2011-07-13 Thread Pieter Praet
On Mon, 11 Jul 2011 17:05:32 -0400, Austin Clements amdra...@mit.edu wrote:
 Quoth Pieter Praet on Jul 11 at 10:43 pm:
  TL;DR: I can haz regex pl0x?
 
 Oof, what a pain.  I'm happy to change the output format of search; I
 hadn't realized how difficult it would be to parse.  In fact, I'm not
 sure it's even parsable by regexp, because the message ID's themselves
 could contain parens.
 
 So what would be a good format?  One possibility would be to
 NULL-delimit the query part; as distasteful as I find that, this part
 of the search output isn't meant for user consumption.  Though I fear
 this is endemic to the dual role the search output currently plays as
 both user and computer readable.
 
 I've also got the code to do everything using document ID's instead of
 message ID's.  As a side-effect, it makes the search output clean and
 readily parsable since document ID's are just numbers.  Hence, there
 are no quoting or escaping issues (plus the output is much more
 compact).  I haven't sent this to the list yet because I haven't had a
 chance to benchmark it and determine if the performance benefits make
 exposing document ID's worthwhile.

Jamie Zawinski once said/wrote [1]:
  'Some people, when confronted with a problem, think I know,
  I'll use regular expressions.
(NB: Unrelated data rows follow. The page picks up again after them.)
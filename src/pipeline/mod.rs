//! Pipeline orchestration for ODIS comparisons.
//!
//! This module provides the shared parse → compare → report workflow used by
//! the CLI command handlers, plus the reload path for stored JSON results.

mod compare_stage;
mod output;
mod parse;
mod report_stage;

pub use compare_stage::{compute_comparison, load_results_json, merge_reload_options};
pub use output::{
    report_file_name, report_path, report_stem, should_use_color, split_suffix, write_output,
    OutputTarget,
};
pub use parse::{parse_input, ParsedSnapshot};
pub use report_stage::output_reports;

/// Structured pipeline error types for better diagnostics.
#[derive(Debug, thiserror::Error)]
pub enum PipelineError {
    /// Failed to read or parse an ODIS snapshot
    #[error("Parse failed for {path}: {source}")]
    ParseFailed {
        path: String,
        source: anyhow::Error,
    },

    /// Failed to load a stored comparison result
    #[error("Reload failed for {path}: {source}")]
    ReloadFailed {
        path: String,
        source: anyhow::Error,
    },

    /// Comparison failed
    #[error("Comparison failed: {source}")]
    CompareFailed {
        #[source]
        source: anyhow::Error,
    },

    /// Report generation or output failed
    #[error("Report failed: {source}")]
    ReportFailed {
        #[source]
        source: anyhow::Error,
    },
}

/// Exit codes for CI/CD integration
pub mod exit_codes {
    /// Success - no differences found (or --fail-on-difference not set)
    pub const SUCCESS: i32 = 0;
    /// Differences were found
    pub const DIFFERENCES_FOUND: i32 = 1;
    /// An error occurred
    pub const ERROR: i32 = 3;
}

#[cfg(test)]
mod tests {
    use super::*;

    #[test]
    fn test_exit_codes_values() {
        assert_eq!(exit_codes::SUCCESS, 0);
        assert_eq!(exit_codes::DIFFERENCES_FOUND, 1);
        assert_eq!(exit_codes::ERROR, 3);
    }

    #[test]
    fn test_pipeline_error_display() {
        let err = PipelineError::ParseFailed {
            path: "first.xml".into(),
            source: anyhow::anyhow!("unexpected end of file"),
        };
        assert_eq!(
            err.to_string(),
            "Parse failed for first.xml: unexpected end of file"
        );
    }
}
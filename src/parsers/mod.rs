//! Loaders for ODIS snapshots and stored comparison results.
//!
//! ## Usage
//!
//! ```no_run
//! use odis_compare::model::EcuSelector;
//! use odis_compare::parsers::parse_odis_file;
//! use std::path::Path;
//!
//! let protocol = parse_odis_file(Path::new("backup.xml")).unwrap();
//! println!("VIN: {:?}", protocol.vin());
//! let ecus = protocol.ecus(&EcuSelector::default());
//! println!("{} ECUs", ecus.len());
//! ```

mod odis_xml;

pub use odis_xml::OdisXmlParser;

use crate::diff::ComparisonResults;
use crate::error::{OdisCompareError, ParseErrorKind};
use crate::model::OdisProtocol;
use std::path::Path;
use thiserror::Error;

/// Errors that can occur while loading input files
#[derive(Error, Debug)]
pub enum ParseError {
    #[error("IO error: {0}")]
    IoError(String),

    #[error("XML parse error: {0}")]
    XmlError(String),

    #[error("JSON parse error: {0}")]
    JsonError(String),

    #[error("Invalid ODIS structure: {0}")]
    InvalidStructure(String),

    #[error("Missing required field: {0}")]
    MissingField(String),
}

impl From<std::io::Error> for ParseError {
    fn from(err: std::io::Error) -> Self {
        Self::IoError(err.to_string())
    }
}

impl From<serde_json::Error> for ParseError {
    fn from(err: serde_json::Error) -> Self {
        Self::JsonError(err.to_string())
    }
}

impl From<ParseError> for OdisCompareError {
    fn from(err: ParseError) -> Self {
        let kind = match err {
            ParseError::IoError(message) => {
                return Self::Io {
                    path: None,
                    message: message.clone(),
                    source: std::io::Error::new(std::io::ErrorKind::Other, message),
                }
            }
            ParseError::XmlError(message) => ParseErrorKind::InvalidXml(message),
            ParseError::JsonError(message) => ParseErrorKind::InvalidJson(message),
            ParseError::InvalidStructure(_) => ParseErrorKind::NotOdisDocument,
            ParseError::MissingField(field) => ParseErrorKind::MissingField {
                field,
                context: "ODIS document".to_string(),
            },
        };
        Self::parse("loading input", kind)
    }
}

/// Maximum input file size (512 MB).
const MAX_INPUT_FILE_SIZE: u64 = 512 * 1024 * 1024;

fn read_input(path: &Path) -> Result<String, ParseError> {
    let metadata = std::fs::metadata(path)?;
    if metadata.len() > MAX_INPUT_FILE_SIZE {
        return Err(ParseError::IoError(format!(
            "{} is {} MB, exceeding the {} MB limit",
            path.display(),
            metadata.len() / (1024 * 1024),
            MAX_INPUT_FILE_SIZE / (1024 * 1024),
        )));
    }
    Ok(std::fs::read_to_string(path)?)
}

/// Parse an ODIS protocol XML file.
pub fn parse_odis_file(path: &Path) -> Result<OdisProtocol, ParseError> {
    let content = read_input(path)?;
    parse_odis_str(&content)
}

/// Parse an ODIS protocol from XML text.
pub fn parse_odis_str(content: &str) -> Result<OdisProtocol, ParseError> {
    OdisXmlParser::new().parse_str(content)
}

/// Load a comparison result previously written by the JSON reporter.
pub fn parse_results_file(path: &Path) -> Result<ComparisonResults, ParseError> {
    let content = read_input(path)?;
    parse_results_str(&content)
}

/// Parse a comparison result from JSON text.
pub fn parse_results_str(content: &str) -> Result<ComparisonResults, ParseError> {
    Ok(serde_json::from_str(content)?)
}
//! Unified error types for odis-compare.
//!
//! This module provides the error hierarchy for the library, with rich
//! context for debugging and user-friendly messages.

use std::path::PathBuf;
use thiserror::Error;

/// Main error type for odis-compare operations.
#[derive(Error, Debug)]
#[non_exhaustive]
pub enum OdisCompareError {
    /// Errors while loading an ODIS snapshot or a stored result
    #[error("Failed to parse input: {context}")]
    Parse {
        context: String,
        #[source]
        source: ParseErrorKind,
    },

    /// Errors during snapshot comparison
    #[error("Comparison failed: {context}")]
    Compare {
        context: String,
        #[source]
        source: CompareErrorKind,
    },

    /// Errors during report generation
    #[error("Report generation failed: {context}")]
    Report {
        context: String,
        #[source]
        source: ReportErrorKind,
    },

    /// IO errors with context
    #[error("IO error at {path:?}: {message}")]
    Io {
        path: Option<PathBuf>,
        message: String,
        #[source]
        source: std::io::Error,
    },

    /// Configuration errors
    #[error("Invalid configuration: {0}")]
    Config(String),
}

/// Specific parse error kinds
#[derive(Error, Debug)]
#[non_exhaustive]
pub enum ParseErrorKind {
    #[error("Not an ODIS protocol document - expected a <protocol> root")]
    NotOdisDocument,

    #[error("Invalid XML structure: {0}")]
    InvalidXml(String),

    #[error("Invalid JSON structure: {0}")]
    InvalidJson(String),

    #[error("Missing required field: {field} in {context}")]
    MissingField { field: String, context: String },
}

/// Identity violations detected while pairing nodes.
///
/// These are fatal: two nodes were paired upstream although their
/// identities differ, so the whole comparison is aborted.
#[derive(Error, Debug, Clone, PartialEq, Eq)]
#[non_exhaustive]
pub enum CompareErrorKind {
    #[error("ECU_ID: {first} is different from {second}!")]
    EcuIdMismatch { first: String, second: String },

    #[error("TI_NAME: {first} is different from {second}!")]
    TiNameMismatch { first: String, second: String },
}

/// Specific report error kinds
#[derive(Error, Debug)]
#[non_exhaustive]
pub enum ReportErrorKind {
    #[error("JSON serialization failed: {0}")]
    JsonSerializationError(String),

    #[error("Output format not supported for this operation: {0}")]
    UnsupportedFormat(String),
}

// ============================================================================
// Result type alias
// ============================================================================

/// Convenient Result type for odis-compare operations
pub type Result<T> = std::result::Result<T, OdisCompareError>;

// ============================================================================
// Error construction helpers
// ============================================================================

impl OdisCompareError {
    /// Create a parse error with context
    pub fn parse(context: impl Into<String>, source: ParseErrorKind) -> Self {
        Self::Parse {
            context: context.into(),
            source,
        }
    }

    /// Create a comparison error with context
    pub fn compare(context: impl Into<String>, source: CompareErrorKind) -> Self {
        Self::Compare {
            context: context.into(),
            source,
        }
    }

    /// Two ECUs with different ids were paired for comparison
    pub fn ecu_id_mismatch(first: impl Into<String>, second: impl Into<String>) -> Self {
        Self::compare(
            "pairing ECUs",
            CompareErrorKind::EcuIdMismatch {
                first: first.into(),
                second: second.into(),
            },
        )
    }

    /// Two records with different `ti_name` were paired for comparison
    pub fn ti_name_mismatch(first: Option<&str>, second: Option<&str>) -> Self {
        Self::compare(
            "pairing records",
            CompareErrorKind::TiNameMismatch {
                first: first.unwrap_or_default().to_string(),
                second: second.unwrap_or_default().to_string(),
            },
        )
    }

    /// Create a report error
    pub fn report(context: impl Into<String>, source: ReportErrorKind) -> Self {
        Self::Report {
            context: context.into(),
            source,
        }
    }

    /// Whether this error is an identity mismatch raised by the engine.
    #[must_use]
    pub const fn is_identity_mismatch(&self) -> bool {
        matches!(self, Self::Compare { .. })
    }
}

// ============================================================================
// Conversions from existing error types
// ============================================================================

impl From<std::io::Error> for OdisCompareError {
    fn from(err: std::io::Error) -> Self {
        Self::Io {
            path: None,
            message: format!("{err}"),
            source: err,
        }
    }
}

impl From<serde_json::Error> for OdisCompareError {
    fn from(err: serde_json::Error) -> Self {
        Self::parse(
            "JSON deserialization",
            ParseErrorKind::InvalidJson(err.to_string()),
        )
    }
}

// ============================================================================
// Error context extension trait
// ============================================================================

/// Extension trait for adding context to errors.
///
/// This trait provides methods to add context information to errors,
/// creating a chain of context that helps trace the source of problems.
///
/// # Example
///
/// ```ignore
/// use odis_compare::error::ErrorContext;
///
/// fn load_snapshot(path: &Path) -> Result<OdisProtocol> {
///     let content = std::fs::read_to_string(path)
///         .context("reading ODIS file")?;
///
///     parse_snapshot(&content)
///         .with_context(|| format!("parsing ODIS data from {}", path.display()))
/// }
/// ```
pub trait ErrorContext<T> {
    /// Add context to an error.
    ///
    /// The context string is prepended to the error's existing context,
    /// creating a chain that shows the path through the code.
    fn context(self, context: impl Into<String>) -> Result<T>;

    /// Add context from a closure (lazy evaluation).
    fn with_context<F, C>(self, f: F) -> Result<T>
    where
        F: FnOnce() -> C,
        C: Into<String>;
}

impl<T, E: Into<OdisCompareError>> ErrorContext<T> for std::result::Result<T, E> {
    fn context(self, context: impl Into<String>) -> Result<T> {
        let ctx: String = context.into();
        self.map_err(|e| add_context_to_error(e.into(), &ctx))
    }

    fn with_context<F, C>(self, f: F) -> Result<T>
    where
        F: FnOnce() -> C,
        C: Into<String>,
    {
        self.map_err(|e| {
            let ctx: String = f().into();
            add_context_to_error(e.into(), &ctx)
        })
    }
}

/// Add context to an error, chaining with any existing context.
fn add_context_to_error(err: OdisCompareError, new_ctx: &str) -> OdisCompareError {
    match err {
        OdisCompareError::Parse {
            context: existing,
            source,
        } => OdisCompareError::Parse {
            context: chain_context(new_ctx, &existing),
            source,
        },
        OdisCompareError::Compare {
            context: existing,
            source,
        } => OdisCompareError::Compare {
            context: chain_context(new_ctx, &existing),
            source,
        },
        OdisCompareError::Report {
            context: existing,
            source,
        } => OdisCompareError::Report {
            context: chain_context(new_ctx, &existing),
            source,
        },
        OdisCompareError::Io {
            path,
            message,
            source,
        } => OdisCompareError::Io {
            path,
            message: chain_context(new_ctx, &message),
            source,
        },
        OdisCompareError::Config(msg) => OdisCompareError::Config(chain_context(new_ctx, &msg)),
    }
}

/// Chain two context strings together.
///
/// If the existing context is empty, returns just the new context.
/// Otherwise, returns "`new_context`: `existing_context`".
fn chain_context(new: &str, existing: &str) -> String {
    if existing.is_empty() {
        new.to_string()
    } else {
        format!("{new}: {existing}")
    }
}

#[cfg(test)]
mod tests {
    use super::*;

    #[test]
    fn test_identity_mismatch_messages() {
        let err = OdisCompareError::ecu_id_mismatch("0019", "0017");
        let source = std::error::Error::source(&err).map(ToString::to_string);
        assert_eq!(
            source.as_deref(),
            Some("ECU_ID: 0019 is different from 0017!")
        );
        assert!(err.is_identity_mismatch());

        let err = OdisCompareError::ti_name_mismatch(Some("ENG001"), None);
        let source = std::error::Error::source(&err).map(ToString::to_string);
        assert_eq!(
            source.as_deref(),
            Some("TI_NAME: ENG001 is different from !")
        );
    }

    #[test]
    fn test_error_chain() {
        let io_err = std::io::Error::new(std::io::ErrorKind::NotFound, "file not found");
        let err = OdisCompareError::from(io_err);

        assert!(err.to_string().contains("file not found"));
        assert!(std::error::Error::source(&err).is_some());
        assert!(!err.is_identity_mismatch());
    }

    #[test]
    fn test_context_chaining_multiple_levels() {
        fn inner() -> Result<()> {
            Err(OdisCompareError::parse(
                "base",
                ParseErrorKind::NotOdisDocument,
            ))
        }

        fn middle() -> Result<()> {
            inner().context("middle layer")
        }

        fn outer() -> Result<()> {
            middle().context("outer layer")
        }

        match outer() {
            Err(OdisCompareError::Parse { context, .. }) => {
                assert_eq!(context, "outer layer: middle layer: base");
            }
            other => panic!("Expected Parse error, got {other:?}"),
        }
    }

    #[test]
    fn test_compare_context_is_preserved() {
        let result: Result<()> = Err(OdisCompareError::ecu_id_mismatch("01", "02"));
        match result.context("ECU 01") {
            Err(OdisCompareError::Compare { context, source }) => {
                assert_eq!(context, "ECU 01: pairing ECUs");
                assert!(matches!(source, CompareErrorKind::EcuIdMismatch { .. }));
            }
            other => panic!("Expected Compare error, got {other:?}"),
        }
    }

    #[test]
    fn test_with_context_lazy_evaluation() {
        let mut called = false;

        let ok_result: Result<i32> = Ok(42);
        let _ = ok_result.with_context(|| {
            called = true;
            "should not be called"
        });
        assert!(!called, "Closure should not be called for Ok result");

        let err_result: Result<i32> = Err(OdisCompareError::Config("error".into()));
        let _ = err_result.with_context(|| {
            called = true;
            "should be called"
        });
        assert!(called, "Closure should be called for Err result");
    }

    #[test]
    fn test_config_context_is_chained() {
        let result: Result<()> = Err(OdisCompareError::Config("output.split: requires a file".into()));
        match result.context("loading odis-compare.yaml") {
            Err(err @ OdisCompareError::Config(_)) => assert_eq!(
                err.to_string(),
                "Invalid configuration: loading odis-compare.yaml: output.split: requires a file"
            ),
            other => panic!("Expected Config error, got {other:?}"),
        }
    }

    #[test]
    fn test_chain_context_helper() {
        assert_eq!(chain_context("new", ""), "new");
        assert_eq!(chain_context("new", "existing"), "new: existing");
    }
}
use std::net::SocketAddr;
use std::path::PathBuf;
use std::time::Duration;

use anyhow::{Error, anyhow};
use chrono_tz::Tz;
use clap::Parser;

/// REST api caching Deutsche Bahn stops and enriching them with generated text
#[derive(Debug, Clone, Parser)]
#[command(version, about)]
pub struct Config {
    /// Address the http server listens on
    #[arg(long, env = "BIND_ADDRESS", default_value = "127.0.0.1:5000")]
    pub bind: SocketAddr,

    #[arg(long, env = "DATABASE_URL", default_value = "sqlite://stops.db")]
    pub database_url: String,

    /// Scratch file every generated tourism guide is written to
    #[arg(long, env = "GUIDE_PATH", default_value = "guide.txt")]
    pub guide_path: PathBuf,

    /// Host used for links when a request carries no Host header
    #[arg(long, env = "PUBLIC_HOST", default_value = "localhost:5000")]
    pub public_host: String,

    /// Timezone `last_updated` timestamps are written in
    #[arg(long, env = "STOPS_TIMEZONE", default_value = "Europe/Berlin")]
    pub timezone: String,

    #[arg(long, env = "TRANSIT_API_URL", default_value = "https://v6.db.transport.rest")]
    pub transit_api_url: String,

    #[arg(
        long,
        env = "GEMINI_API_URL",
        default_value = "https://generativelanguage.googleapis.com"
    )]
    pub gemini_api_url: String,

    #[arg(long, env = "GEMINI_MODEL", default_value = "gemini-2.0-flash")]
    pub gemini_model: String,

    #[arg(long, env = "GOOGLE_API_KEY", hide_env_values = true)]
    pub google_api_key: String,

    /// Timeout for every outbound request, in seconds
    #[arg(long, env = "REQUEST_TIMEOUT_SECS", default_value_t = 30)]
    pub request_timeout_secs: u64,

    /// gRPC endpoint spans are exported to. Export is off when unset.
    #[arg(long, env = "OTLP_ENDPOINT")]
    pub otlp_endpoint: Option<String>,

    #[arg(long, env = "LOG_DIR", default_value = "./logs")]
    pub log_dir: PathBuf,
}

impl Config {
    pub fn tz(&self) -> Result<Tz, Error> {
        self.timezone
            .parse()
            .map_err(|_| anyhow!("unknown timezone {}", self.timezone))
    }

    pub fn request_timeout(&self) -> Duration {
        Duration::from_secs(self.request_timeout_secs)
    }
}
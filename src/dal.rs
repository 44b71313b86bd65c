pub mod stops;

pub use stops::*;

use std::str::FromStr;
use std::time::Duration;

use anyhow::{Context, Error};
use sqlx::SqlitePool;
use sqlx::sqlite::{SqliteConnectOptions, SqlitePoolOptions};
use tracing::info;

/// Opens the stop database, creating the file when missing, and brings the
/// schema up to date.
#[tracing::instrument(err)]
pub async fn connect(database_url: &str) -> Result<SqlitePool, Error> {
    let options = SqliteConnectOptions::from_str(database_url)
        .with_context(|| format!("invalid database url {database_url}"))?
        .create_if_missing(true)
        .busy_timeout(Duration::from_secs(5));

    // Every connection to an in-memory database sees its own empty database
    let pool = if database_url.contains(":memory:") {
        SqlitePoolOptions::new()
            .max_connections(1)
            .min_connections(1)
            .idle_timeout(None)
            .max_lifetime(None)
            .connect_with(options)
            .await?
    } else {
        SqlitePoolOptions::new()
            .max_connections(5)
            .connect_with(options)
            .await?
    };

    sqlx::migrate!("./migrations")
        .run(&pool)
        .await
        .context("Error running migrations")?;

    info!("connected to {database_url}");

    Ok(pool)
}
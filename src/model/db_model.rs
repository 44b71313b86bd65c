use chrono::{DateTime, Utc};
use chrono_tz::Tz;
use sqlx::prelude::FromRow;

use super::stop::Location;
use crate::utils::format_timestamp;

/// A row of the `stops` table
#[derive(Clone, Debug, PartialEq, FromRow)]
pub struct StopDb {
    /// Location id as reported by the transit API
    pub stop_id: i64,
    /// Formatted as `YYYY-MM-DD-HH:MM:SS`
    pub last_updated: String,
    pub name: String,
    pub latitude: f64,
    pub longitude: f64,
}

impl StopDb {
    /// Builds the row a search hit refreshes to, stamped with `now`
    pub fn from_location(location: Location, now: DateTime<Utc>, tz: Tz) -> Self {
        StopDb {
            stop_id: location.id,
            last_updated: format_timestamp(now, tz),
            name: location.name,
            latitude: location.latitude,
            longitude: location.longitude,
        }
    }
}

/// Whether an upsert created a new row or refreshed an existing one
#[derive(Copy, Clone, Debug, PartialEq, Eq)]
pub enum Upserted {
    Created,
    Refreshed,
}
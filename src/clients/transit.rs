//! Responsible for talking to the transit API (transport.rest / HAFAS)
use std::time::Duration;

use async_trait::async_trait;
use chrono::{DateTime, TimeDelta, Utc};
use itertools::Itertools;
use reqwest::Client;
use thiserror::Error;
use tracing::{Instrument, info, info_span, warn};

use crate::model::stop::{Departure, Location};
use crate::model::transit_api_model::{TransitDepartures, TransitLocation};

/// How many locations a search caches at most
pub const SEARCH_LIMIT: u8 = 5;

#[derive(Debug, Error)]
pub enum TransitError {
    /// Non-2xx status, timeout or connection failure
    #[error("transit API unavailable: {0}")]
    Unavailable(String),

    #[error("no locations found for {0:?}")]
    NotFound(String),

    #[error("unexpected transit API response: {0}")]
    Parse(String),
}

impl From<reqwest::Error> for TransitError {
    fn from(err: reqwest::Error) -> Self {
        TransitError::Unavailable(err.to_string())
    }
}

#[async_trait]
pub trait TransitGateway: Send + Sync {
    /// Stops matching `query`, sorted ascending by id and at most `limit` long
    async fn search_locations(&self, query: &str, limit: u8)
    -> Result<Vec<Location>, TransitError>;

    /// Departures from the stop over the next `duration_minutes`, in upstream order
    async fn list_departures(
        &self,
        stop_id: i64,
        duration_minutes: u32,
    ) -> Result<Vec<Departure>, TransitError>;
}

#[derive(Debug, Clone)]
pub struct HafasTransitClient {
    client: Client,
    base_url: String,
}

impl HafasTransitClient {
    pub fn new(base_url: &str, timeout: Duration) -> Result<Self, TransitError> {
        let client = Client::builder()
            .timeout(timeout)
            .build()
            .map_err(|e| TransitError::Unavailable(e.to_string()))?;

        Ok(Self {
            client,
            base_url: base_url.trim_end_matches('/').to_string(),
        })
    }

    async fn fetch_text(&self, url: &str, params: &[(&str, String)]) -> Result<String, TransitError> {
        let response = self
            .client
            .get(url)
            .query(params)
            .send()
            .instrument(info_span!("Fetching from transit API"))
            .await?;

        let status = response.status();
        if !status.is_success() {
            return Err(TransitError::Unavailable(format!("HTTP {status}")));
        }

        let body = response
            .text()
            .instrument(info_span!("Reading body of response"))
            .await?;

        Ok(body)
    }
}

#[async_trait]
impl TransitGateway for HafasTransitClient {
    #[tracing::instrument(err, skip(self))]
    async fn search_locations(
        &self,
        query: &str,
        limit: u8,
    ) -> Result<Vec<Location>, TransitError> {
        let url = format!("{}/locations", self.base_url);
        let params = [
            ("query", query.to_string()),
            ("results", limit.to_string()),
            ("poi", "false".to_string()),
            ("addresses", "false".to_string()),
        ];

        let body = self.fetch_text(&url, &params).await?;

        let raw: Vec<TransitLocation> =
            serde_json::from_str(&body).map_err(|e| TransitError::Parse(e.to_string()))?;

        let locations = raw
            .into_iter()
            .filter_map(|l| {
                let id = l.id.clone();
                let location = l.into_location();
                if location.is_none() {
                    warn!("Skipping location {id:?} that isn't a cacheable stop");
                }
                location
            })
            .sorted_by_key(|l| l.id)
            .take(limit.into())
            .collect_vec();

        if locations.is_empty() {
            return Err(TransitError::NotFound(query.to_string()));
        }

        info!("got {} locations", locations.len());

        Ok(locations)
    }

    #[tracing::instrument(err, skip(self))]
    async fn list_departures(
        &self,
        stop_id: i64,
        duration_minutes: u32,
    ) -> Result<Vec<Departure>, TransitError> {
        let url = format!("{}/stops/{stop_id}/departures", self.base_url);
        let params = [("duration", duration_minutes.to_string())];

        let body = self.fetch_text(&url, &params).await?;

        let raw: TransitDepartures =
            serde_json::from_str(&body).map_err(|e| TransitError::Parse(e.to_string()))?;

        info!("got {} departures", raw.departures.len());

        Ok(raw.departures.into_iter().map(Departure::from).collect())
    }
}

fn within_window(departure: &Departure, now: DateTime<Utc>, window: TimeDelta) -> bool {
    departure
        .when
        .is_some_and(|when| now <= when && when <= now + window)
}

/// The first departure inside `[now, now + window]` that knows both its
/// platform and direction, as `"Platform {p} towards {d}"`
pub fn next_departure_within(
    departures: &[Departure],
    now: DateTime<Utc>,
    window: TimeDelta,
) -> Option<String> {
    departures
        .iter()
        .filter(|d| within_window(d, now, window))
        .find_map(|d| match (&d.platform, &d.direction) {
            (Some(platform), Some(direction)) => {
                Some(format!("Platform {platform} towards {direction}"))
            }
            _ => None,
        })
}

/// Up to `max` distinct operator names inside `[now, now + window]`, in the
/// order they first depart
pub fn distinct_operators_within(
    departures: &[Departure],
    now: DateTime<Utc>,
    window: TimeDelta,
    max: usize,
) -> Vec<String> {
    departures
        .iter()
        .filter(|d| within_window(d, now, window))
        .filter_map(|d| d.operator_name.clone())
        .unique()
        .take(max)
        .collect_vec()
}

pub async fn next_departure_within_window(
    gateway: &dyn TransitGateway,
    stop_id: i64,
    window_minutes: u32,
) -> Result<Option<String>, TransitError> {
    let departures = gateway.list_departures(stop_id, window_minutes).await?;

    Ok(next_departure_within(
        &departures,
        Utc::now(),
        TimeDelta::minutes(window_minutes.into()),
    ))
}

pub async fn distinct_operators_within_window(
    gateway: &dyn TransitGateway,
    stop_id: i64,
    window_minutes: u32,
    max: usize,
) -> Result<Vec<String>, TransitError> {
    let departures = gateway.list_departures(stop_id, window_minutes).await?;

    Ok(distinct_operators_within(
        &departures,
        Utc::now(),
        TimeDelta::minutes(window_minutes.into()),
        max,
    ))
}
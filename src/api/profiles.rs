use axum::{
    Json,
    extract::{Path, State, rejection::PathRejection},
};
use futures::future::try_join_all;
use tracing::info;

use super::{ApiError, AppState};
use crate::clients::distinct_operators_within_window;
use crate::dal;
use crate::model::api_model::{OperatorProfile, OperatorProfiles};

const OPERATOR_WINDOW_MINUTES: u32 = 90;
const MAX_OPERATORS: usize = 5;

fn operator_prompt(operator: &str) -> String {
    format!("please tell me about {operator}. Only return the text without newline signal")
}

/// `GET /operator-profiles/{id}` describes the operators departing from a stop soon
pub async fn operator_profiles(
    State(state): State<AppState>,
    path: Result<Path<i64>, PathRejection>,
) -> Result<Json<OperatorProfiles>, ApiError> {
    let Path(stop_id) = path?;

    dal::get_stop(stop_id, &state.pool)
        .await?
        .ok_or_else(|| ApiError::not_found("Not found."))?;

    let operators = distinct_operators_within_window(
        state.transit.as_ref(),
        stop_id,
        OPERATOR_WINDOW_MINUTES,
        MAX_OPERATORS,
    )
    .await?;

    if operators.is_empty() {
        return Err(ApiError::not_found("Not found."));
    }

    info!("generating profiles for {} operators", operators.len());

    let profiles = try_join_all(operators.into_iter().map(|operator_name| {
        let enrichment = state.enrichment.clone();
        async move {
            let information = enrichment.complete(&operator_prompt(&operator_name)).await?;
            Ok::<_, ApiError>(OperatorProfile {
                operator_name,
                information,
            })
        }
    }))
    .await?;

    Ok(Json(OperatorProfiles { stop_id, profiles }))
}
Now they have two problems.'

With this in mind, I set out to get rid of this whole regex mess altogether,
by populating the search buffer using Notmuch's JSON output instead of doing
brittle text matching tricks.

Looking for some documentation, I stumbled upon a long-forgotten gem [2].

David's already done pretty much all of the work for us!

Unfortunately, it doesn't apply cleanly to master anymore.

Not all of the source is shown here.